Sometimes it is quite difficult to pinpoint when one’s world view on a contentious topic undergoes sharp transformation, but at other times it is quite easy. My own perceptions of the Middle East conflict drastically shifted during Fall 1982, and they have subsequently changed only to a far smaller extent. As some might remember, that period marked the first Israeli invasion of Lebanon, and culminated in the notorious Sabra-Shatila Massacre during which hundreds or even thousands of Palestinians were slaughtered in their refugee camps. But although those events were certainly major factors in my ideological realignment, the crucial trigger was actually a certain letter to the editor published around that same time.
A few years earlier, I had discovered The London Economist, as it was then called, and it had quickly become my favorite publication, which I religiously devoured cover-to-cover every week. And as I read the various articles about the Middle East conflict in that publication, or others such as the New York Times, the journalists occasionally included quotes from some particularly fanatic and irrational Israeli Communist named Israel Shahak, whose views seemed totally at odds with those of everyone else, and who was consequently treated as a fringe figure. Opinions that seem totally divorced from reality tend to stick in one’s mind, and it took only one or two appearances from that apparently die-hard and delusional Stalinist for me to guess that he would always take an entirely contrary position on every given issue.

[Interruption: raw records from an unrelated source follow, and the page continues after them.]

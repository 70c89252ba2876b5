//! Evaluation operations on top of a session.

use langhost_core::{
    CancelScope, DataTable, EvaluationResult, HostError, HostReply, HostRequest, HostResult,
    OutputSink, ResultKind, SessionId,
};
use serde::de::DeserializeOwned;
use serde::{Deserialize, Serialize};
use serde_json::Value;

use crate::session::Session;

/// Metadata about the connected host.
#[derive(Debug, Clone, PartialEq, Eq, Serialize, Deserialize)]
pub struct HostInfo {
    pub session: SessionId,
    pub version: String,
    pub remote: bool,
}

/// Code execution and evaluation against a session's host.
///
/// Holds nothing but the session handle. Every operation except
/// [`Evaluator::host_info`] is a foreground interaction and waits its turn
/// behind earlier ones.
#[derive(Debug, Clone)]
pub struct Evaluator {
    session: Session,
}

impl Evaluator {
    /// Create a new evaluator for `session`.
    #[must_use]
    pub const fn new(session: Session) -> Self {
        Self { session }
    }

    #[must_use]
    pub const fn session(&self) -> &Session {
        &self.session
    }

    /// Run `code` for its side effects.
    ///
    /// # Errors
    /// Returns [`HostError::Evaluation`] if the code fails, plus the usual
    /// cancellation and disconnection errors.
    pub async fn execute(&self, code: &str, scope: &CancelScope) -> HostResult<()> {
        let reply = self.session.request(execute_request(code), scope).await?;
        expect_ack(reply)
    }

    /// Run `code`, streaming its console output to `output`.
    ///
    /// # Errors
    /// See [`Evaluator::execute`].
    pub async fn execute_with_output(
        &self,
        code: &str,
        scope: &CancelScope,
        output: OutputSink,
    ) -> HostResult<()> {
        let reply = self
            .session
            .request_with_output(execute_request(code), scope, output)
            .await?;
        expect_ack(reply)
    }

    /// Evaluate `expr` and return its value in the requested shape.
    ///
    /// A failing expression is an [`EvaluationResult::Error`], not an `Err`.
    ///
    /// # Errors
    /// Returns cancellation, disconnection and protocol errors.
    pub async fn evaluate(
        &self,
        expr: &str,
        kind: ResultKind,
        scope: &CancelScope,
    ) -> HostResult<EvaluationResult> {
        let reply = self
            .session
            .request(evaluate_request(expr, kind), scope)
            .await?;
        into_result(reply)
    }

    /// Evaluate `expr`, streaming its console output to `output`.
    ///
    /// # Errors
    /// See [`Evaluator::evaluate`].
    pub async fn evaluate_with_output(
        &self,
        expr: &str,
        kind: ResultKind,
        scope: &CancelScope,
        output: OutputSink,
    ) -> HostResult<EvaluationResult> {
        let reply = self
            .session
            .request_with_output(evaluate_request(expr, kind), scope, output)
            .await?;
        into_result(reply)
    }

    /// Evaluate `expr` and convert the value into `T`.
    ///
    /// # Errors
    /// Returns [`HostError::Evaluation`] if the expression fails and
    /// [`HostError::Format`] if the value does not fit `T`.
    pub async fn evaluate_typed<T: DeserializeOwned>(
        &self,
        expr: &str,
        scope: &CancelScope,
    ) -> HostResult<T> {
        self.evaluate(expr, ResultKind::Structured, scope)
            .await?
            .into_typed()
    }

    /// Call `function` with JSON arguments.
    ///
    /// # Errors
    /// Returns cancellation, disconnection and protocol errors.
    pub async fn invoke(
        &self,
        function: &str,
        args: Vec<Value>,
        scope: &CancelScope,
    ) -> HostResult<EvaluationResult> {
        let request = HostRequest::Invoke {
            function: function.to_string(),
            args,
        };
        into_result(self.session.request(request, scope).await?)
    }

    /// Evaluate `expr` as a list of `T`.
    ///
    /// `NULL` yields an empty list and a scalar a one-element list.
    ///
    /// # Errors
    /// See [`Evaluator::evaluate_typed`].
    pub async fn fetch_list<T: DeserializeOwned>(
        &self,
        expr: &str,
        scope: &CancelScope,
    ) -> HostResult<Vec<T>> {
        let value: Value = self.evaluate_typed(expr, scope).await?;
        let items = match value {
            Value::Null => Vec::new(),
            Value::Array(items) => items,
            scalar => vec![scalar],
        };
        items
            .into_iter()
            .map(|item| {
                serde_json::from_value(item)
                    .map_err(|e| HostError::Format(format!("cannot convert list item: {e}")))
            })
            .collect()
    }

    /// Evaluate `expr` as a table.
    ///
    /// # Errors
    /// See [`Evaluator::evaluate_typed`].
    pub async fn fetch_table(&self, expr: &str, scope: &CancelScope) -> HostResult<DataTable> {
        let table: DataTable = self.evaluate_typed(expr, scope).await?;
        if let Some(row) = table.rows.iter().find(|row| row.len() != table.columns.len()) {
            return Err(HostError::Format(format!(
                "row has {} cells for {} columns",
                row.len(),
                table.columns.len()
            )));
        }
        Ok(table)
    }

    /// Render `expr` as an image of `width`x`height` pixels at `dpi`.
    ///
    /// # Errors
    /// Returns [`HostError::Evaluation`] if the expression fails and
    /// [`HostError::Protocol`] for invalid dimensions.
    pub async fn plot(
        &self,
        expr: &str,
        width: u32,
        height: u32,
        dpi: u32,
        scope: &CancelScope,
    ) -> HostResult<Vec<u8>> {
        let request = HostRequest::Plot {
            expr: expr.to_string(),
            width,
            height,
            dpi,
        };
        match into_result(self.session.request(request, scope).await?)? {
            EvaluationResult::Raw(image) => Ok(image),
            EvaluationResult::Error { message, .. } => Err(HostError::Evaluation { message }),
            EvaluationResult::Structured(_) => Err(HostError::Protocol(
                "plot returned a structured value".to_string(),
            )),
        }
    }

    /// Query host metadata. Does not wait behind foreground work.
    ///
    /// # Errors
    /// Returns cancellation and disconnection errors.
    pub async fn host_info(&self, scope: &CancelScope) -> HostResult<HostInfo> {
        match self.session.request(HostRequest::Handshake, scope).await? {
            HostReply::Handshake { version } => Ok(HostInfo {
                session: self.session.id(),
                version,
                remote: self.session.is_remote(),
            }),
            other => Err(unexpected(&other)),
        }
    }
}

fn execute_request(code: &str) -> HostRequest {
    HostRequest::Execute {
        code: code.to_string(),
    }
}

fn evaluate_request(expr: &str, kind: ResultKind) -> HostRequest {
    HostRequest::Evaluate {
        expr: expr.to_string(),
        kind,
    }
}

fn expect_ack(reply: HostReply) -> HostResult<()> {
    match reply {
        HostReply::Ack => Ok(()),
        HostReply::EvalError { message, .. } => Err(HostError::Evaluation { message }),
        other => Err(unexpected(&other)),
    }
}

fn into_result(reply: HostReply) -> HostResult<EvaluationResult> {
    match reply {
        HostReply::Value { value } => Ok(EvaluationResult::Structured(value)),
        HostReply::Raw { data } => Ok(EvaluationResult::Raw(data)),
        HostReply::EvalError { message, category } => {
            Ok(EvaluationResult::Error { message, category })
        }
        other => Err(unexpected(&other)),
    }
}

fn unexpected(reply: &HostReply) -> HostError {
    HostError::Protocol(format!("unexpected reply: {reply:?}"))
}
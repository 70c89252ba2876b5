//! Binary payloads held by a language host.
//!
//! Provides:
//! - `BlobStore`: create, read, write, destroy and length of host blobs
//! - `DataTransfer`: chunked upload/download with optional gzip compression
//! - `BlobStream`: seekable, write-buffering stream over one blob

pub mod protocol;
pub mod stream;
pub mod transfer;

pub use protocol::{Blob, BlobId, BlobStore};
pub use stream::BlobStream;
pub use transfer::DataTransfer;
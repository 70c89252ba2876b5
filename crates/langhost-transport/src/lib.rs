//! Transports for reaching a language host.
//!
//! Provides:
//! - Line-delimited JSON framing over TCP and Unix sockets
//! - Child-process hosts over stdio (feature: process)
//! - A scripted in-memory host (feature: memory)

pub mod stream;

#[cfg(feature = "process")]
pub mod process;

#[cfg(feature = "memory")]
pub mod memory;

pub use stream::{LineTasks, StreamTransport, line_channel};

#[cfg(feature = "process")]
pub use process::{HostCommand, ProcessTransport};

#[cfg(feature = "memory")]
pub use memory::{HostController, MemoryTransport};
//! Session configuration.

use std::fmt;
use std::net::IpAddr;
use std::path::PathBuf;
use std::time::Duration;

use serde::{Deserialize, Serialize};

/// Where the host lives and how to reach it.
#[derive(Debug, Clone, PartialEq, Eq, Serialize, Deserialize)]
#[serde(tag = "kind", rename_all = "snake_case")]
pub enum Endpoint {
    /// Host or broker listening on a TCP address (`host:port`).
    Tcp { address: String },
    /// Host listening on a Unix domain socket.
    Unix { path: PathBuf },
    /// Host started as a child process speaking over stdin/stdout.
    Process {
        command: String,
        #[serde(default)]
        args: Vec<String>,
    },
    /// In-process host, used for tests and embedding.
    Memory,
}

impl Endpoint {
    /// True when the host is reached over the network on another machine.
    #[must_use]
    pub fn is_remote(&self) -> bool {
        let Self::Tcp { address } = self else {
            return false;
        };
        let host = address
            .rsplit_once(':')
            .map_or(address.as_str(), |(host, _)| host)
            .trim_start_matches('[')
            .trim_end_matches(']');
        if host.eq_ignore_ascii_case("localhost") {
            return false;
        }
        host.parse::<IpAddr>().map_or(true, |ip| !ip.is_loopback())
    }
}

impl fmt::Display for Endpoint {
    fn fmt(&self, f: &mut fmt::Formatter<'_>) -> fmt::Result {
        match self {
            Self::Tcp { address } => write!(f, "tcp://{address}"),
            Self::Unix { path } => write!(f, "unix://{}", path.display()),
            Self::Process { command, .. } => write!(f, "process:{command}"),
            Self::Memory => write!(f, "memory"),
        }
    }
}

const fn default_connect_timeout_ms() -> u64 {
    10_000
}

const fn default_cancel_grace_ms() -> u64 {
    5_000
}

const fn default_stop_timeout_ms() -> u64 {
    10_000
}

/// Settings for one session.
#[derive(Debug, Clone, PartialEq, Eq, Serialize, Deserialize)]
pub struct SessionConfig {
    /// Human readable session name, used in logs.
    #[serde(default)]
    pub name: String,

    /// Host location.
    pub endpoint: Endpoint,

    /// Upper bound for `start` when the caller passes no timeout.
    #[serde(default = "default_connect_timeout_ms")]
    pub connect_timeout_ms: u64,

    /// How long the host may take to confirm an abort before the session
    /// is declared disconnected.
    #[serde(default = "default_cancel_grace_ms")]
    pub cancel_grace_ms: u64,

    /// Upper bound for `stop` when the caller passes no timeout.
    #[serde(default = "default_stop_timeout_ms")]
    pub stop_timeout_ms: u64,
}

impl SessionConfig {
    /// Config with default timeouts.
    #[must_use]
    pub fn new(name: impl Into<String>, endpoint: Endpoint) -> Self {
        Self {
            name: name.into(),
            endpoint,
            connect_timeout_ms: default_connect_timeout_ms(),
            cancel_grace_ms: default_cancel_grace_ms(),
            stop_timeout_ms: default_stop_timeout_ms(),
        }
    }

    /// Parse a JSON document.
    ///
    /// # Errors
    /// Returns error if the document is malformed.
    pub fn from_json(text: &str) -> serde_json::Result<Self> {
        serde_json::from_str(text)
    }

    /// Override the abort confirmation grace period.
    #[must_use]
    pub fn with_cancel_grace(mut self, grace: Duration) -> Self {
        self.cancel_grace_ms = duration_ms(grace);
        self
    }

    /// Override the default connect timeout.
    #[must_use]
    pub fn with_connect_timeout(mut self, timeout: Duration) -> Self {
        self.connect_timeout_ms = duration_ms(timeout);
        self
    }

    #[must_use]
    pub const fn connect_timeout(&self) -> Duration {
        Duration::from_millis(self.connect_timeout_ms)
    }

    #[must_use]
    pub const fn cancel_grace(&self) -> Duration {
        Duration::from_millis(self.cancel_grace_ms)
    }

    #[must_use]
    pub const fn stop_timeout(&self) -> Duration {
        Duration::from_millis(self.stop_timeout_ms)
    }
}

fn duration_ms(duration: Duration) -> u64 {
    u64::try_from(duration.as_millis()).unwrap_or(u64::MAX)
}

#[cfg(test)]
mod tests {
    use super::*;

    #[test]
    fn test_defaults_from_json() {
        let config = SessionConfig::from_json(
            r#"{"endpoint":{"kind":"process","command":"Rhost --quiet"}}"#,
        )
        .unwrap();
        assert_eq!(config.connect_timeout(), Duration::from_secs(10));
        assert_eq!(config.cancel_grace(), Duration::from_secs(5));
        assert!(matches!(config.endpoint, Endpoint::Process { ref args, .. } if args.is_empty()));
    }

    #[test]
    fn test_is_remote() {
        let tcp = |a: &str| Endpoint::Tcp {
            address: a.to_string(),
        };
        assert!(!tcp("127.0.0.1:5118").is_remote());
        assert!(!tcp("localhost:5118").is_remote());
        assert!(!tcp("[::1]:5118").is_remote());
        assert!(tcp("10.0.0.4:5118").is_remote());
        assert!(tcp("broker.example.com:443").is_remote());
        assert!(!Endpoint::Memory.is_remote());
    }
}
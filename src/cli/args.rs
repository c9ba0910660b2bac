//! CLI argument definitions using clap.

use std::path::PathBuf;

use clap::{Parser, Subcommand, ValueEnum};

/// Operator CLI for managing aggregate tables on AtScale BI servers.
#[derive(Parser, Debug)]
#[command(name = "aggctl")]
#[command(author, version, about, long_about = None)]
#[command(propagate_version = true)]
pub struct Cli {
    #[command(subcommand)]
    pub command: Option<Commands>,

    // === Global flags ===
    /// Connection profile path (default: ~/.config/aggctl/config.toml)
    #[arg(long, value_name = "PATH", global = true)]
    pub config: Option<PathBuf>,

    /// Output format
    #[arg(long, value_enum, default_value = "human", global = true)]
    pub format: OutputFormat,

    /// Shorthand for --format json
    #[arg(long, global = true)]
    pub json: bool,

    /// Pretty-print JSON output
    #[arg(long, global = true)]
    pub pretty: bool,

    /// Disable colored output
    #[arg(long, global = true)]
    pub no_color: bool,

    /// Log level
    #[arg(long, value_name = "LEVEL", global = true)]
    pub log_level: Option<String>,

    /// Verbose output (sets log level to debug)
    #[arg(short, long, global = true)]
    pub verbose: bool,
}

impl Cli {
    /// Resolve the effective output format.
    #[must_use]
    pub const fn effective_format(&self) -> OutputFormat {
        if self.json {
            OutputFormat::Json
        } else {
            self.format
        }
    }
}

/// Available commands.
#[derive(Subcommand, Debug)]
pub enum Commands {
    /// List published projects and their cubes
    Projects,

    /// List aggregates for a cube
    Aggregates(AggregatesArgs),

    /// Export aggregates for a cube to CSV
    Export(ExportArgs),

    /// Trigger an aggregate batch rebuild for a cube
    Rebuild(RebuildArgs),

    /// Show aggregate build history for a cube
    History(HistoryArgs),

    /// Show aggregate statistics for a cube
    Stats(CubeArgs),

    /// Check aggregate health for a cube
    Health(CubeArgs),

    /// Manage cached tokens
    #[command(subcommand)]
    Token(TokenCommand),
}

/// Project/cube identifier pair shared by every aggregate command.
#[derive(Parser, Debug)]
pub struct CubeArgs {
    /// Project/catalog ID
    #[arg(long, value_name = "ID")]
    pub project_id: String,

    /// Cube/model ID
    #[arg(long, value_name = "ID")]
    pub cube_id: String,
}

/// Arguments for the `aggregates` command.
#[derive(Parser, Debug)]
pub struct AggregatesArgs {
    #[command(flatten)]
    pub cube: CubeArgs,

    /// Maximum aggregates to fetch
    #[arg(long, default_value = "200", value_name = "N")]
    pub limit: u64,
}

/// Arguments for the `export` command.
#[derive(Parser, Debug)]
pub struct ExportArgs {
    #[command(flatten)]
    pub cube: CubeArgs,

    /// Output file (default: aggregates_<cube>_<timestamp>.csv)
    #[arg(long, short, value_name = "PATH")]
    pub output: Option<PathBuf>,

    /// Maximum aggregates to fetch
    #[arg(long, default_value = "200", value_name = "N")]
    pub limit: u64,
}

/// Arguments for the `rebuild` command.
#[derive(Parser, Debug)]
pub struct RebuildArgs {
    #[command(flatten)]
    pub cube: CubeArgs,

    /// Request an incremental build instead of a full build
    #[arg(long)]
    pub incremental: bool,

    /// Skip the confirmation prompt
    #[arg(long, short = 'y')]
    pub yes: bool,
}

/// Arguments for the `history` command.
#[derive(Parser, Debug)]
pub struct HistoryArgs {
    #[command(flatten)]
    pub cube: CubeArgs,

    /// Maximum batches to fetch
    #[arg(long, default_value = "20", value_name = "N")]
    pub limit: u64,

    /// Show the per-batch detailed view after the table
    #[arg(long)]
    pub detailed: bool,
}

/// Token subcommands.
#[derive(Subcommand, Debug)]
pub enum TokenCommand {
    /// Clear caches and acquire a fresh public token
    Refresh,

    /// Show a masked preview of the public token
    Show,
}

/// Output format.
#[derive(Debug, Clone, Copy, PartialEq, Eq, Default, ValueEnum)]
pub enum OutputFormat {
    /// Human-readable tables and reports
    #[default]
    Human,
    /// JSON output (canonical shapes)
    Json,
}

#[cfg(test)]
mod tests {
    use super::*;
    use clap::CommandFactory;

    #[test]
    fn cli_parses() {
        Cli::command().debug_assert();
    }

    #[test]
    fn json_flag_overrides_format() {
        let cli = Cli::parse_from(["aggctl", "--json", "projects"]);
        assert_eq!(cli.effective_format(), OutputFormat::Json);
    }

    #[test]
    fn aggregates_requires_both_ids() {
        let result = Cli::try_parse_from(["aggctl", "aggregates", "--project-id", "p1"]);
        assert!(result.is_err());
    }

    #[test]
    fn rebuild_flags_parse() {
        let cli = Cli::parse_from([
            "aggctl",
            "rebuild",
            "--project-id",
            "p1",
            "--cube-id",
            "c1",
            "--incremental",
            "-y",
        ]);
        match cli.command {
            Some(Commands::Rebuild(args)) => {
                assert!(args.incremental);
                assert!(args.yes);
                assert_eq!(args.cube.project_id, "p1");
            }
            other => panic!("unexpected command: {other:?}"),
        }
    }
}
//! Aggregate health check for one cube.
//!
//! Issues are aggregates whose latest instance is not active. Warnings
//! flag empty tables, slow builds, and stale or absent query utilization.
//! The score is `100 - 50*(issues/n) - 25*(warnings/n)`, floored at 0.

use chrono::{DateTime, Utc};
use serde::Serialize;

use crate::core::models::AggregateRecord;
use crate::util::{format_millis, parse_timestamp, short_id};

/// Builds slower than this are flagged.
const SLOW_BUILD_MS: u64 = 30_000;

/// Last queries older than this are flagged.
const STALE_QUERY_DAYS: i64 = 30;

/// Health report over one cube's aggregates.
#[derive(Debug, Clone, Serialize, PartialEq)]
pub struct HealthReport {
    pub total: usize,
    pub issues: Vec<String>,
    pub warnings: Vec<String>,
    pub score: f64,
}

impl HealthReport {
    /// Compute health against `now` (injected so staleness is testable).
    #[must_use]
    pub fn compute(records: &[AggregateRecord], now: DateTime<Utc>) -> Self {
        let mut issues = Vec::new();
        let mut warnings = Vec::new();

        for record in records {
            let id = short_id(&record.id, 12);
            let instance = &record.latest_instance;
            let status = instance.status.to_lowercase();

            if status != "active" {
                issues.push(format!("{id}: status is '{status}'"));
            }

            if instance.stats.number_of_rows == 0 {
                warnings.push(format!("{id}: has 0 rows"));
            }

            if instance.stats.build_duration > SLOW_BUILD_MS {
                warnings.push(format!(
                    "{id}: slow build ({})",
                    format_millis(instance.stats.build_duration as f64)
                ));
            }

            let last_query = &record.stats.most_recent_query;
            if record.stats.query_utilization == 0.0 && last_query.is_empty() {
                warnings.push(format!("{id}: no query utilization"));
            }

            if let Some(queried_at) = parse_timestamp(last_query) {
                let days_old = now.signed_duration_since(queried_at).num_days();
                if days_old > STALE_QUERY_DAYS {
                    warnings.push(format!("{id}: last query {days_old} days ago"));
                }
            }
        }

        let score = if records.is_empty() {
            100.0
        } else {
            #[allow(clippy::cast_precision_loss)]
            let n = records.len() as f64;
            #[allow(clippy::cast_precision_loss)]
            let penalty = (issues.len() as f64 / n).mul_add(50.0, warnings.len() as f64 / n * 25.0);
            (100.0 - penalty).max(0.0)
        };

        Self {
            total: records.len(),
            issues,
            warnings,
            score,
        }
    }
}
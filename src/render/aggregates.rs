//! Aggregate listing table and per-cube summary.

use std::fmt::Write as _;

use crate::core::models::{AggregateEnvelope, AggregateRecord};
use crate::util::{format_count, format_millis, format_timestamp_short, short_id};

use super::{status_cell, Table};

/// Render the aggregates table plus the cube summary block.
#[must_use]
pub fn render_aggregates(envelope: &AggregateEnvelope, cube_label: &str, no_color: bool) -> String {
    if envelope.data.is_empty() {
        return format!("No aggregates found for {cube_label}.\n");
    }

    let mut out = String::new();
    let _ = writeln!(
        out,
        "Found {} aggregates (Total: {})",
        envelope.data.len(),
        envelope.total
    );

    let mut table = Table::new(vec![
        "ID (short)",
        "Name",
        "Type",
        "Status",
        "Rows",
        "Build Time",
        "Last Query",
    ]);

    for record in &envelope.data {
        let instance = &record.latest_instance;
        let name: String = record.name.chars().take(30).collect();
        let last_query = if record.stats.most_recent_query.is_empty() {
            "Never".to_string()
        } else {
            format_timestamp_short(&record.stats.most_recent_query)
        };

        table.row(vec![
            short_id(&record.id, 12),
            name,
            record.kind.clone(),
            status_cell(&instance.status, no_color),
            format_count(instance.stats.number_of_rows),
            format_millis(instance.stats.build_duration as f64),
            last_query,
        ]);
    }
    out.push_str(&table.render());
    out.push_str(&render_summary(&envelope.data, cube_label));
    out
}

fn render_summary(records: &[AggregateRecord], cube_label: &str) -> String {
    let total_rows: u64 = records
        .iter()
        .map(|r| r.latest_instance.stats.number_of_rows)
        .sum();
    let total_build_ms: u64 = records
        .iter()
        .map(|r| r.latest_instance.stats.build_duration)
        .sum();
    let active = records
        .iter()
        .filter(|r| r.latest_instance.status.eq_ignore_ascii_case("active"))
        .count();

    let mut out = String::new();
    let _ = writeln!(out, "Summary for {cube_label}:");
    let _ = writeln!(out, "  Total aggregates:    {}", records.len());
    let _ = writeln!(out, "  Active aggregates:   {active}");
    let _ = writeln!(out, "  Total rows:          {}", format_count(total_rows));
    let _ = writeln!(
        out,
        "  Total build time:    {}",
        format_millis(total_build_ms as f64)
    );
    if !records.is_empty() {
        #[allow(clippy::cast_precision_loss)]
        let n = records.len() as f64;
        #[allow(clippy::cast_precision_loss)]
        let avg_rows = total_rows as f64 / n;
        #[allow(clippy::cast_precision_loss)]
        let avg_build = total_build_ms as f64 / n;
        let _ = writeln!(out, "  Average rows:        {avg_rows:.0}");
        let _ = writeln!(out, "  Average build time:  {}", format_millis(avg_build));
    }
    out
}
//! `aggregates` command: list aggregates for a cube.

use crate::cli::args::{AggregatesArgs, OutputFormat};
use crate::cli::{cube_label, print_json};
use crate::core::ApiClient;
use crate::error::Result;
use crate::render::aggregates::render_aggregates;

pub async fn execute(
    client: &ApiClient,
    args: &AggregatesArgs,
    format: OutputFormat,
    pretty: bool,
    no_color: bool,
) -> Result<()> {
    let envelope = client
        .list_aggregates(&args.cube.project_id, &args.cube.cube_id, args.limit)
        .await?;

    match format {
        OutputFormat::Human => {
            let label = cube_label(client, &args.cube.project_id, &args.cube.cube_id).await?;
            print!("{}", render_aggregates(&envelope, &label, no_color));
        }
        OutputFormat::Json => print_json(&envelope, pretty)?,
    }
    Ok(())
}
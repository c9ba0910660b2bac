//! Pure report computations over canonical shapes.
//!
//! Nothing in this module performs I/O; every report is computed from an
//! already-fetched envelope so the CLI and the interactive menu can share
//! the same logic and the numbers stay testable.

pub mod health;
pub mod history;
pub mod stats;

pub use health::HealthReport;
pub use history::HistorySummary;
pub use stats::CubeStatistics;
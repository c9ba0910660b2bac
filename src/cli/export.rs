//! `export` command: write a cube's aggregates to CSV.

use crate::cli::args::ExportArgs;
use crate::cli::cube_label;
use crate::core::ApiClient;
use crate::error::Result;
use crate::render::csv::{default_filename, write_csv};

pub async fn execute(client: &ApiClient, args: &ExportArgs) -> Result<()> {
    let label = cube_label(client, &args.cube.project_id, &args.cube.cube_id).await?;
    let envelope = client
        .list_aggregates(&args.cube.project_id, &args.cube.cube_id, args.limit)
        .await?;

    if envelope.data.is_empty() {
        println!("No aggregates found for {label}.");
        return Ok(());
    }

    let path = args
        .output
        .clone()
        .unwrap_or_else(|| default_filename(&label));
    let written = write_csv(&envelope.data, &path)?;
    let size = std::fs::metadata(&path).map(|m| m.len()).unwrap_or(0);

    println!("Report exported successfully: {}", path.display());
    println!("Total aggregates: {written}");
    println!("File size: {size} bytes");
    Ok(())
}
//! Duration and timestamp formatting shared by the report renderers.

use chrono::{DateTime, Utc};

/// Format a millisecond duration: `850ms`, `1.2s`, `3.5min`.
#[must_use]
pub fn format_millis(ms: f64) -> String {
    if ms < 1000.0 {
        format!("{ms:.0}ms")
    } else if ms < 60_000.0 {
        format!("{:.1}s", ms / 1000.0)
    } else {
        format!("{:.1}min", ms / 60_000.0)
    }
}

/// Format a count with thousands separators.
#[must_use]
pub fn format_count(value: u64) -> String {
    let digits = value.to_string();
    let mut out = String::with_capacity(digits.len() + digits.len() / 3);
    for (i, c) in digits.chars().enumerate() {
        if i > 0 && (digits.len() - i) % 3 == 0 {
            out.push(',');
        }
        out.push(c);
    }
    out
}

/// Parse an RFC-3339 timestamp, tolerating a trailing `Z`.
#[must_use]
pub fn parse_timestamp(value: &str) -> Option<DateTime<Utc>> {
    if value.is_empty() {
        return None;
    }
    DateTime::parse_from_rfc3339(value)
        .ok()
        .map(|dt| dt.with_timezone(&Utc))
}

/// Short display form for a timestamp: `%m/%d %H:%M`, or `N/A`.
#[must_use]
pub fn format_timestamp_short(value: &str) -> String {
    parse_timestamp(value).map_or_else(
        || {
            if value.is_empty() {
                "N/A".to_string()
            } else {
                value.chars().take(16).collect()
            }
        },
        |dt| dt.format("%m/%d %H:%M").to_string(),
    )
}

/// Duration in milliseconds between two RFC-3339 instants.
#[must_use]
pub fn duration_between_ms(start: &str, end: &str) -> Option<f64> {
    let start = parse_timestamp(start)?;
    let end = parse_timestamp(end)?;
    #[allow(clippy::cast_precision_loss)]
    Some(end.signed_duration_since(start).num_milliseconds() as f64)
}

/// Render an ISO-8601 duration like `PT3.232S` in the display forms
/// `3.2s` / `1.5min` / `2.0hr`. Unparseable input comes back as `N/A` or
/// verbatim.
#[must_use]
pub fn format_iso_duration(value: &str) -> String {
    let Some(body) = value.strip_prefix("PT") else {
        return "N/A".to_string();
    };

    if let Some(seconds) = body.strip_suffix(['S', 's']) {
        if let Ok(seconds) = seconds.parse::<f64>() {
            return if seconds < 60.0 {
                format!("{seconds:.1}s")
            } else {
                format!("{:.1}min", seconds / 60.0)
            };
        }
    } else if let Some(minutes) = body.strip_suffix(['M', 'm']) {
        if let Ok(minutes) = minutes.parse::<f64>() {
            return format!("{minutes:.1}min");
        }
    } else if let Some(hours) = body.strip_suffix(['H', 'h']) {
        if let Ok(hours) = hours.parse::<f64>() {
            return format!("{hours:.1}hr");
        }
    }

    value.to_string()
}

/// Shorten an identifier for table display. Truncates on character
/// boundaries; ids are arbitrary Unicode.
#[must_use]
pub fn short_id(id: &str, len: usize) -> String {
    if id.chars().count() <= len {
        id.to_string()
    } else {
        let prefix: String = id.chars().take(len).collect();
        format!("{prefix}...")
    }
}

In 1982 Israel Defense Minister Ariel Sharon launched his massive invasion of Lebanon using the pretext of the wounding of an Israeli diplomat in Europe at the hands of a Palestinian attacker, and the extreme nature of his action was widely condemned in the media outlets I read at the time. His motive was obviously to root out the PLO’s political and military infrastructure, which had taken hold in many of Lebanon’s large Palestinian refugee camps. But back in those days invasions of Middle Eastern countries on dubious prospects were much less common than they have subsequently become, after our recent American wars killed or displaced so many millions, and most observers were horrified by the utterly disproportionate nature of his attack and the severe destruction he was inflicting upon Israel’s neighbor, which he seemed eager to reduce to puppet status. From what I recall, he made several entirely false assurances to top Reagan officials about his invasion plans, such that they afterward called him the worst sort of liar, and he ended up besieging the Lebanese capital of Beirut even though he had originally promised to limit his assault to a mere border incursion.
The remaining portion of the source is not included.